Go through the listing below. Copy each line that has the string "true".

LISTED ENTRIES: Begin

//! the set of sounding voices, shared between the render and background contexts

use crate::{
    snapshot::{self, Reader, Writer},
    voice::{Stream, Voice},
    Error, FileHandler, Library, SampleSearch, VoiceState, MAX_VOICES,
};
use alloc::sync::Arc;

type Snapshot<const VOICES: usize> = heapless::Vec<Arc<Voice>, VOICES>;

/// Background half of the pool: triggers voices, feeds them, retires them.
///
/// Every change to the voice list is published as a fresh snapshot that the
/// [`Mixer`] picks up on its next frame.
pub struct VoicePool<F: FileHandler, const VOICES: usize = MAX_VOICES> {
    library: Library,
    voices: Writer<Snapshot<VOICES>>,
    /// `streams[i]` feeds `voices.current()[i]`
    streams: heapless::Vec<Stream<F>, VOICES>,
}

/// Render half of the pool; never blocks, allocates or touches storage.
pub struct Mixer<const VOICES: usize = MAX_VOICES> {
    voices: Reader<Snapshot<VOICES>>,
}

impl<const VOICES: usize> Mixer<VOICES> {
    /// sum of every voice's next sample
    pub fn mix_frame(&mut self) -> f32 {
        self.voices.read(|voices| {
            voices
                .iter()
                .map(|voice| voice.pull_sample() as f32 / 32768.)
                .sum()
        })
    }
}

impl<F: FileHandler, const VOICES: usize> VoicePool<F, VOICES> {
    pub fn new(library: Library) -> (Self, Mixer<VOICES>) {
        const { assert!(VOICES > 0) };
        let (writer, reader) = snapshot::channel(Snapshot::new());
        (
            Self {
                library,
                voices: writer,
                streams: heapless::Vec::new(),
            },
            Mixer { voices: reader },
        )
    }

    pub fn library(&self) -> &Library {
        &self.library
    }

    /// library indices of the published voices, oldest first
    pub fn voices(&self) -> impl Iterator<Item = usize> + '_ {
        self.voices.current().iter().map(|voice| voice.sample)
    }

    pub fn states(&self) -> impl Iterator<Item = (usize, VoiceState)> + '_ {
        self.voices
            .current()
            .iter()
            .map(|voice| (voice.sample, voice.state()))
    }

    /// underruns summed over the published voices
    pub fn underruns(&self) -> u32 {
        self.voices
            .current()
            .iter()
            .map(|voice| voice.underruns())
            .sum()
    }

    /// Start library entry `index`, evicting the oldest voice if the pool is full.
    ///
    /// With `retrigger`, voices already playing `index` are dropped first.
    pub fn trigger(
        &mut self,
        index: usize,
        retrigger: bool,
        fs: &mut F,
    ) -> Result<(), Error<F::Error>> {
        let identity = self.library.get(index).ok_or(Error::InvalidIndex {
            index,
            len: self.library.len(),
        })?;
        let (voice, stream) = Voice::new(index, identity, fs).map_err(Error::Io)?;

        let mut voices = Snapshot::<VOICES>::new();
        let mut streams = heapless::Vec::new();
        let old_streams = core::mem::take(&mut self.streams);
        for (old, old_stream) in self.voices.current().iter().zip(old_streams) {
            if retrigger && old.sample == index {
                close(fs, &old_stream, old.sample);
                continue;
            }
            // same length as the snapshot they were taken from
            let _ = voices.push(old.clone());
            let _ = streams.push(old_stream);
        }
        if voices.is_full() {
            let evicted = voices.remove(0);
            close(fs, &streams.remove(0), evicted.sample);
            tracing::debug!(sample = evicted.sample, "evicted");
        }
        // room was made above
        let _ = voices.push(Arc::new(voice));
        let _ = streams.push(stream);

        self.voices.publish(voices);
        self.streams = streams;
        Ok(())
    }

    /// trigger whichever sample sits closest to `(x, y)`, returning its index
    pub fn trigger_at(
        &mut self,
        search: &SampleSearch,
        x: f32,
        y: f32,
        retrigger: bool,
        fs: &mut F,
    ) -> Result<usize, Error<F::Error>> {
        let index = search.lookup(x, y)?;
        self.trigger(index, retrigger, fs)?;
        Ok(index)
    }

    /// Refill every voice that asked for data, then drop finished voices.
    ///
    /// A voice whose refill fails is silenced and retired while the others keep
    /// being serviced; the first such error is returned afterwards.
    pub fn service_loading(&mut self, fs: &mut F) -> Result<(), Error<F::Error>> {
        let mut failure = None;
        for (voice, stream) in self.voices.current().iter().zip(self.streams.iter_mut()) {
            if !voice.is_playing() {
                continue;
            }
            if let Err(e) = stream.refill(voice, fs) {
                tracing::warn!(sample = voice.sample, "refill failed, stopping voice: {e:?}");
                voice.stop();
                failure.get_or_insert(e);
            }
        }

        if self.voices.current().iter().any(|voice| !voice.is_playing()) {
            self.retain_playing(fs);
        }
        self.voices.reclaim();
        failure.map_or(Ok(()), |e| Err(Error::Io(e)))
    }

    fn retain_playing(&mut self, fs: &mut F) {
        let mut voices = Snapshot::<VOICES>::new();
        let mut streams = heapless::Vec::new();
        let old_streams = core::mem::take(&mut self.streams);
        for (voice, stream) in self.voices.current().iter().zip(old_streams) {
            if voice.is_playing() {
                let _ = voices.push(voice.clone());
                let _ = streams.push(stream);
            } else {
                if voice.underruns() > 0 {
                    tracing::debug!(
                        sample = voice.sample,
                        underruns = voice.underruns(),
                        "finished"
                    );
                }
                close(fs, &stream, voice.sample);
            }
        }
        self.voices.publish(voices);
        self.streams = streams;
    }

    /// silence everything at once
    pub fn stop_all(&mut self, fs: &mut F) {
        for (voice, stream) in self.voices.current().iter().zip(&self.streams) {
            close(fs, stream, voice.sample);
        }
        self.streams.clear();
        self.voices.publish(Snapshot::new());
    }

    /// stop all voices and hand the library back
    pub fn into_library(mut self, fs: &mut F) -> Library {
        self.stop_all(fs);
        self.library
    }
}

fn close<F: FileHandler>(fs: &mut F, stream: &Stream<F>, sample: usize) {
    if let Err(e) = fs.close(&stream.file) {
        tracing::warn!(sample, "failed to close voice file: {e:?}");
    }
}

#[cfg(test)]
mod tests {
    use super::*;
    use crate::{
        test_utils::{ramp, wav_bytes, MemFs},
        Coordinate, SampleIdentity, BUFFER_LEN, SAMPLE_RATE,
    };
    use alloc::{format, vec::Vec};

    const LEN: usize = BUFFER_LEN * 3 + 7;

    fn library(fs: &mut MemFs, count: usize) -> Library {
        let mut library = Library::new();
        for i in 0..count {
            let path = format!("/{i}.wav");
            let samples: Vec<i16> = ramp(LEN).iter().map(|v| v + i as i16).collect();
            fs.insert(&path, wav_bytes(&samples, SAMPLE_RATE));
            let identity = SampleIdentity::open(&path, fs).unwrap();
            let _ = library.push(identity, Coordinate::new(i as f32 / count as f32, 0.));
        }
        library
    }

    fn pool(count: usize) -> (MemFs, VoicePool<MemFs, 4>, Mixer<4>) {
        let mut fs = MemFs::new();
        let library = library(&mut fs, count);
        let (pool, mixer) = VoicePool::new(library);
        (fs, pool, mixer)
    }

    fn voices(pool: &VoicePool<MemFs, 4>) -> Vec<usize> {
        pool.voices().collect()
    }

    #[test]
    fn empty_pool_is_silent() {
        let (_, _pool, mut mixer) = pool(1);
        assert_eq!(mixer.mix_frame(), 0.);
    }

    #[test]
    fn full_pool_evicts_oldest() {
        let (mut fs, mut pool, _mixer) = pool(6);
        // the incoming voice opens before the oldest one closes
        fs.max_handles = Some(4 + 1);
        for i in 0..4 {
            pool.trigger(i, false, &mut fs).unwrap();
        }
        assert_eq!(voices(&pool), [0, 1, 2, 3]);
        pool.trigger(5, false, &mut fs).unwrap();
        assert_eq!(voices(&pool), [1, 2, 3, 5]);
        // one handle per voice, none for the library
        assert_eq!(fs.open_handles, 4);
        for i in 0..20 {
            pool.trigger(i % 6, false, &mut fs).unwrap();
        }
        assert_eq!(fs.open_handles, 4);
    }

    #[test]
    fn retrigger_keeps_one_voice_per_sample() {
        let (mut fs, mut pool, _mixer) = pool(3);
        pool.trigger(1, false, &mut fs).unwrap();
        pool.trigger(1, false, &mut fs).unwrap();
        assert_eq!(voices(&pool), [1, 1]);
        pool.trigger(0, false, &mut fs).unwrap();
        pool.trigger(1, true, &mut fs).unwrap();
        assert_eq!(voices(&pool), [0, 1]);
        assert_eq!(fs.open_handles, 2);
    }

    #[test]
    fn size_never_exceeds_capacity() {
        let (mut fs, mut pool, _mixer) = pool(3);
        for i in 0..20 {
            pool.trigger(i % 3, i % 2 == 0, &mut fs).unwrap();
            assert!(pool.voices().count() <= 4);
        }
    }

    #[test]
    fn invalid_index_changes_nothing() {
        let (mut fs, mut pool, _mixer) = pool(2);
        pool.trigger(0, false, &mut fs).unwrap();
        assert!(matches!(
            pool.trigger(2, false, &mut fs),
            Err(Error::InvalidIndex { index: 2, len: 2 })
        ));
        assert_eq!(voices(&pool), [0]);
    }

    #[test]
    fn mixes_and_collects_finished_voices() {
        let (mut fs, mut pool, mut mixer) = pool(2);
        pool.trigger(0, false, &mut fs).unwrap();
        pool.trigger(1, false, &mut fs).unwrap();
        let expected: Vec<f32> = ramp(LEN)
            .iter()
            .map(|&v| v as f32 / 32768. + (v + 1) as f32 / 32768.)
            .collect();

        for (i, expected) in expected.iter().enumerate() {
            let frame = mixer.mix_frame();
            assert!((frame - expected).abs() < 1e-6, "frame {i}");
            pool.service_loading(&mut fs).unwrap();
        }
        assert_eq!(pool.underruns(), 0);
        assert_eq!(pool.voices().count(), 0);
        assert_eq!(fs.open_handles, 0);
        assert_eq!(mixer.mix_frame(), 0.);
    }

    #[test]
    fn refill_failure_stops_only_that_voice() {
        let (mut fs, mut pool, mut mixer) = pool(2);
        pool.trigger(0, false, &mut fs).unwrap();
        mixer.mix_frame();
        fs.fail_reads = true;
        assert!(matches!(pool.service_loading(&mut fs), Err(Error::Io(_))));
        assert_eq!(pool.voices().count(), 0);

        fs.fail_reads = false;
        pool.trigger(1, false, &mut fs).unwrap();
        assert_eq!(voices(&pool), [1]);
        assert_eq!(pool.states().next(), Some((1, VoiceState::Active)));
    }

    #[test]
    fn trigger_by_coordinate() {
        let (mut fs, mut pool, _mixer) = pool(4);
        let search = SampleSearch::from_coordinates(pool.library().coordinates());
        let index = pool.trigger_at(&search, 0.7, 0., false, &mut fs).unwrap();
        assert_eq!(index, 3);
        assert_eq!(voices(&pool), [3]);

        let empty = SampleSearch::default();
        assert!(matches!(
            pool.trigger_at(&empty, 0., 0., false, &mut fs),
            Err(Error::IndexUnavailable)
        ));
    }

    #[test]
    fn stop_all_closes_everything() {
        let (mut fs, mut pool, mut mixer) = pool(3);
        for i in 0..3 {
            pool.trigger(i, false, &mut fs).unwrap();
        }
        mixer.mix_frame();
        pool.stop_all(&mut fs);
        assert_eq!(mixer.mix_frame(), 0.);
        assert_eq!(fs.open_handles, 0);
        let library = pool.into_library(&mut fs);
        assert_eq!(library.len(), 3);
    }

    #[test]
    fn render_thread_while_triggering() {
        let (mut fs, mut pool, mut mixer) = pool(4);
        let done = Arc::new(core::sync::atomic::AtomicBool::new(false));
        let render = {
            let done = done.clone();
            std::thread::spawn(move || {
                let mut frames = 0usize;
                while !done.load(core::sync::atomic::Ordering::Relaxed) {
                    assert!(mixer.mix_frame().abs() <= 4.);
                    frames += 1;
                }
                frames
            })
        };
        for i in 0..200 {
            pool.trigger(i % 4, i % 3 == 0, &mut fs).unwrap();
            for _ in 0..10 {
                pool.service_loading(&mut fs).unwrap();
            }
        }
        done.store(true, core::sync::atomic::Ordering::Relaxed);
        assert!(render.join().unwrap() > 0);
        pool.stop_all(&mut fs);
        assert_eq!(fs.open_handles, 0);
    }
}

LISTED ENTRIES: End

## EXERCISE SOLUTION
        pool.trigger(1, true, &mut fs).unwrap();
        fs.fail_reads = true;
        done.store(true, core::sync::atomic::Ordering::Relaxed);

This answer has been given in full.